(The data begins)

//! Init command

use std::path::PathBuf;

use clap::{Args, ValueEnum};
use console::style;
use tracing::info;

use shiplog_core::config::{Config, DEFAULT_CONFIG_TEMPLATE, DEFAULT_CONFIG_TOML, DEFAULT_CONFIG_YAML};

use crate::cli::{output, Cli};

/// Configuration file syntax
#[derive(Debug, Clone, Copy, Default, PartialEq, Eq, ValueEnum)]
pub enum ConfigSyntax {
    #[default]
    Yaml,
    Toml,
}

/// Write a starter configuration file
#[derive(Debug, Args)]
pub struct InitCommand {
    /// Overwrite an existing configuration
    #[arg(short, long)]
    pub force: bool,

    /// Configuration syntax
    #[arg(long, value_enum, default_value_t = ConfigSyntax::Yaml)]
    pub syntax: ConfigSyntax,

    /// Output file path
    #[arg(short, long)]
    pub output: Option<PathBuf>,
}

impl InitCommand {
    /// Execute the init command
    pub fn execute(&self, cli: &Cli) -> anyhow::Result<()> {
        info!(force = self.force, syntax = ?self.syntax, "executing init command");
        let cwd = std::env::current_dir()?;
        let default_name = match self.syntax {
            ConfigSyntax::Yaml => DEFAULT_CONFIG_YAML,
            ConfigSyntax::Toml => DEFAULT_CONFIG_TOML,
        };
        let config_path = self.output.clone().unwrap_or_else(|| cwd.join(default_name));

        if config_path.exists() && !self.force {
            anyhow::bail!(
                "Configuration file already exists at {}. Use --force to overwrite.",
                config_path.display()
            );
        }

        std::fs::write(&config_path, render_template(self.syntax)?)?;

        if !cli.quiet {
            output::success(&format!(
                "Created configuration at {}",
                style(config_path.display()).cyan()
            ));
            eprintln!();
            eprintln!("Next steps:");
            eprintln!("  1. Edit {} to adjust sections and breaking-change rules", config_path.display());
            eprintln!("  2. Run {} to verify it", style("shiplog config validate").cyan());
            eprintln!("  3. Run {} to produce a changelog", style("shiplog generate").cyan());
        }

        Ok(())
    }
}

/// Template text in the requested syntax
fn render_template(syntax: ConfigSyntax) -> anyhow::Result<String> {
    match syntax {
        ConfigSyntax::Yaml => Ok(DEFAULT_CONFIG_TEMPLATE.to_string()),
        ConfigSyntax::Toml => {
            let config: Config = serde_yaml::from_str(DEFAULT_CONFIG_TEMPLATE)?;
            Ok(toml::to_string_pretty(&config)?)
        }
    }
}
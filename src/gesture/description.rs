use super::{
    finger::{Finger, FingerCurl, FingerDirection},
    pose::FingerPose,
};

/// Highest score a description can reach: five fingers for curl plus five for
/// direction, with relative weights summing to five on each side.
pub const MAX_SCORE: f32 = 10.0;

/// Expected finger configuration for one named gesture.
///
/// A finger with no curl (or direction) expectation always contributes its
/// full weight; otherwise it contributes `contribution * weight` of the first
/// expectation that equals the detected value, or nothing.
#[derive(Clone, Debug)]
pub struct GestureDescription {
    name: String,
    curls: [Vec<(FingerCurl, f32)>; 5],
    directions: [Vec<(FingerDirection, f32)>; 5],
    weights: [f32; 5],
    relative_weights: [f32; 5],
}

impl GestureDescription {
    pub fn new(name: impl Into<String>) -> Self {
        Self {
            name: name.into(),
            curls: Default::default(),
            directions: Default::default(),
            weights: [1.0; 5],
            relative_weights: [1.0; 5],
        }
    }

    pub fn name(&self) -> &str {
        &self.name
    }

    pub fn curl(mut self, finger: Finger, curl: FingerCurl, contribution: f32) -> Self {
        self.curls[finger.index()].push((curl, contribution));
        self
    }

    pub fn direction(
        mut self,
        finger: Finger,
        direction: FingerDirection,
        contribution: f32,
    ) -> Self {
        self.directions[finger.index()].push((direction, contribution));
        self
    }

    pub fn weight(mut self, finger: Finger, weight: f32) -> Self {
        self.weights[finger.index()] = weight;
        let total: f32 = self.weights.iter().sum();
        if total > 0.0 {
            for (relative, weight) in self.relative_weights.iter_mut().zip(self.weights) {
                *relative = weight * 5.0 / total;
            }
        }
        self
    }

    pub fn score(&self, pose: &FingerPose) -> f32 {
        let mut score = 0.0;
        for finger in Finger::ALL {
            let idx = finger.index();
            let weight = self.relative_weights[idx];
            score += expectation_score(&self.curls[idx], pose.curls[idx], weight);
            score += expectation_score(&self.directions[idx], pose.directions[idx], weight);
        }
        score
    }
}

fn expectation_score<T: PartialEq + Copy>(expected: &[(T, f32)], detected: T, weight: f32) -> f32 {
    if expected.is_empty() {
        return weight;
    }
    expected
        .iter()
        .find(|(value, _)| *value == detected)
        .map(|(_, contribution)| contribution * weight)
        .unwrap_or(0.0)
}
use std::sync::{Arc, Mutex, MutexGuard};

use crate::types::Frame;

/// Readiness of a video source, numbered like an HTML media element.
#[derive(Clone, Copy, Debug, Default, PartialEq, Eq, PartialOrd, Ord)]
pub enum ReadyState {
    #[default]
    HaveNothing = 0,
    HaveMetadata = 1,
    HaveCurrentData = 2,
    HaveFutureData = 3,
    HaveEnoughData = 4,
}

/// Where the recognition loop reads frames from.
pub trait VideoSource: Send + Sync {
    fn ready_state(&self) -> ReadyState;

    /// Latest frame, if any has arrived since the source was bound.
    fn snapshot(&self) -> Option<Frame>;

    /// Mirrors the frame's intrinsic size onto the display surface.
    fn set_display_size(&self, _width: u32, _height: u32) {}

    /// Releases the source once nothing will read from it again.
    fn unbind(&self) {}
}

#[derive(Debug, Default)]
struct VideoSlot {
    ready: ReadyState,
    intrinsic: Option<(u32, u32)>,
    display: Option<(u32, u32)>,
    frame: Option<Frame>,
    sequence: u64,
}

/// Shared slot the camera thread publishes into and the UI and recognition
/// loop read from.
#[derive(Clone, Debug, Default)]
pub struct VideoElement {
    slot: Arc<Mutex<VideoSlot>>,
}

impl VideoElement {
    pub fn new() -> Self {
        Self::default()
    }

    /// Called once the capture device is open and its format is known.
    pub fn bind(&self, width: u32, height: u32) {
        let mut slot = self.lock();
        slot.ready = ReadyState::HaveMetadata;
        slot.intrinsic = Some((width, height));
        slot.frame = None;
    }

    /// Detaches the capture device; readers see `HaveNothing` afterwards.
    pub fn unbind(&self) {
        let mut slot = self.lock();
        *slot = VideoSlot {
            sequence: slot.sequence,
            ..VideoSlot::default()
        };
    }

    pub fn publish(&self, frame: Frame) {
        let mut slot = self.lock();
        slot.intrinsic = Some((frame.width, frame.height));
        slot.ready = ReadyState::HaveEnoughData;
        slot.frame = Some(frame);
        slot.sequence = slot.sequence.wrapping_add(1);
    }

    pub fn intrinsic_size(&self) -> Option<(u32, u32)> {
        self.lock().intrinsic
    }

    pub fn display_size(&self) -> Option<(u32, u32)> {
        self.lock().display
    }

    /// Monotonic counter bumped on every published frame.
    pub fn sequence(&self) -> u64 {
        self.lock().sequence
    }

    fn lock(&self) -> MutexGuard<'_, VideoSlot> {
        // Writers only assign whole fields, so a poisoned slot is still consistent.
        self.slot.lock().unwrap_or_else(|poisoned| poisoned.into_inner())
    }
}

impl VideoSource for VideoElement {
    fn ready_state(&self) -> ReadyState {
        self.lock().ready
    }

    fn snapshot(&self) -> Option<Frame> {
        self.lock().frame.clone()
    }

    fn set_display_size(&self, width: u32, height: u32) {
        self.lock().display = Some((width, height));
    }

    fn unbind(&self) {
        VideoElement::unbind(self);
    }
}

#[cfg(test)]
mod tests {
    use super::*;

    #[test]
    fn ready_only_after_first_frame() {
        let video = VideoElement::new();
        assert_eq!(video.ready_state(), ReadyState::HaveNothing);

        video.bind(4, 2);
        assert_eq!(video.ready_state(), ReadyState::HaveMetadata);
        assert!(video.snapshot().is_none());

        video.publish(Frame::blank(4, 2));
        assert_eq!(video.ready_state(), ReadyState::HaveEnoughData);
        assert_eq!(video.intrinsic_size(), Some((4, 2)));
        assert_eq!(video.sequence(), 1);
    }

    #[test]
    fn unbind_drops_frame_and_readiness() {
        let video = VideoElement::new();
        video.publish(Frame::blank(2, 2));
        video.unbind();

        assert_eq!(video.ready_state(), ReadyState::HaveNothing);
        assert!(video.snapshot().is_none());
        assert_eq!(video.sequence(), 1);
    }

    #[test]
    fn ready_state_numbers_match_media_elements() {
        assert_eq!(ReadyState::HaveEnoughData as u8, 4);
        assert!(ReadyState::HaveFutureData < ReadyState::HaveEnoughData);
    }
}
#[cfg(feature = "camera-nokhwa")]
pub mod camera;
pub mod detector;
pub mod rgba_converter;
pub mod skeleton;
pub mod video;

#[cfg(feature = "camera-nokhwa")]
pub use camera::{CameraDevice, CameraStream, available_cameras, find_camera, start_camera_stream};
pub use detector::{HandDetector, OrtHandDetector};
pub use skeleton::OverlayCanvas;
pub use video::{ReadyState, VideoElement, VideoSource};
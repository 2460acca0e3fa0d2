#[derive(Clone, Copy, Debug, PartialEq, Eq, Hash)]
pub enum Finger {
    Thumb,
    Index,
    Middle,
    Ring,
    Pinky,
}

impl Finger {
    pub const ALL: [Finger; 5] = [
        Finger::Thumb,
        Finger::Index,
        Finger::Middle,
        Finger::Ring,
        Finger::Pinky,
    ];

    pub fn index(self) -> usize {
        self as usize
    }

    pub fn name(self) -> &'static str {
        match self {
            Finger::Thumb => "Thumb",
            Finger::Index => "Index",
            Finger::Middle => "Middle",
            Finger::Ring => "Ring",
            Finger::Pinky => "Pinky",
        }
    }

    /// Bone segments from the wrist outwards, as landmark index pairs.
    pub fn segments(self) -> [(usize, usize); 4] {
        match self {
            Finger::Thumb => [(0, 1), (1, 2), (2, 3), (3, 4)],
            Finger::Index => [(0, 5), (5, 6), (6, 7), (7, 8)],
            Finger::Middle => [(0, 9), (9, 10), (10, 11), (11, 12)],
            Finger::Ring => [(0, 13), (13, 14), (14, 15), (15, 16)],
            Finger::Pinky => [(0, 17), (17, 18), (18, 19), (19, 20)],
        }
    }
}

#[derive(Clone, Copy, Debug, PartialEq, Eq, Hash)]
pub enum FingerCurl {
    NoCurl,
    HalfCurl,
    FullCurl,
}

impl FingerCurl {
    pub fn name(self) -> &'static str {
        match self {
            FingerCurl::NoCurl => "No Curl",
            FingerCurl::HalfCurl => "Half Curl",
            FingerCurl::FullCurl => "Full Curl",
        }
    }
}

#[derive(Clone, Copy, Debug, PartialEq, Eq, Hash)]
pub enum FingerDirection {
    VerticalUp,
    VerticalDown,
    HorizontalLeft,
    HorizontalRight,
    DiagonalUpRight,
    DiagonalUpLeft,
    DiagonalDownRight,
    DiagonalDownLeft,
}

impl FingerDirection {
    pub fn name(self) -> &'static str {
        match self {
            FingerDirection::VerticalUp => "Vertical Up",
            FingerDirection::VerticalDown => "Vertical Down",
            FingerDirection::HorizontalLeft => "Horizontal Left",
            FingerDirection::HorizontalRight => "Horizontal Right",
            FingerDirection::DiagonalUpRight => "Diagonal Up Right",
            FingerDirection::DiagonalUpLeft => "Diagonal Up Left",
            FingerDirection::DiagonalDownRight => "Diagonal Down Right",
            FingerDirection::DiagonalDownLeft => "Diagonal Down Left",
        }
    }
}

(The data ends)

_Problem statement:_
In the entries above, which lines hold the word "recognition"? Copy them out.

_Finished exercise:_
/// Where the recognition loop reads frames from.
/// Shared slot the camera thread publishes into and the UI and recognition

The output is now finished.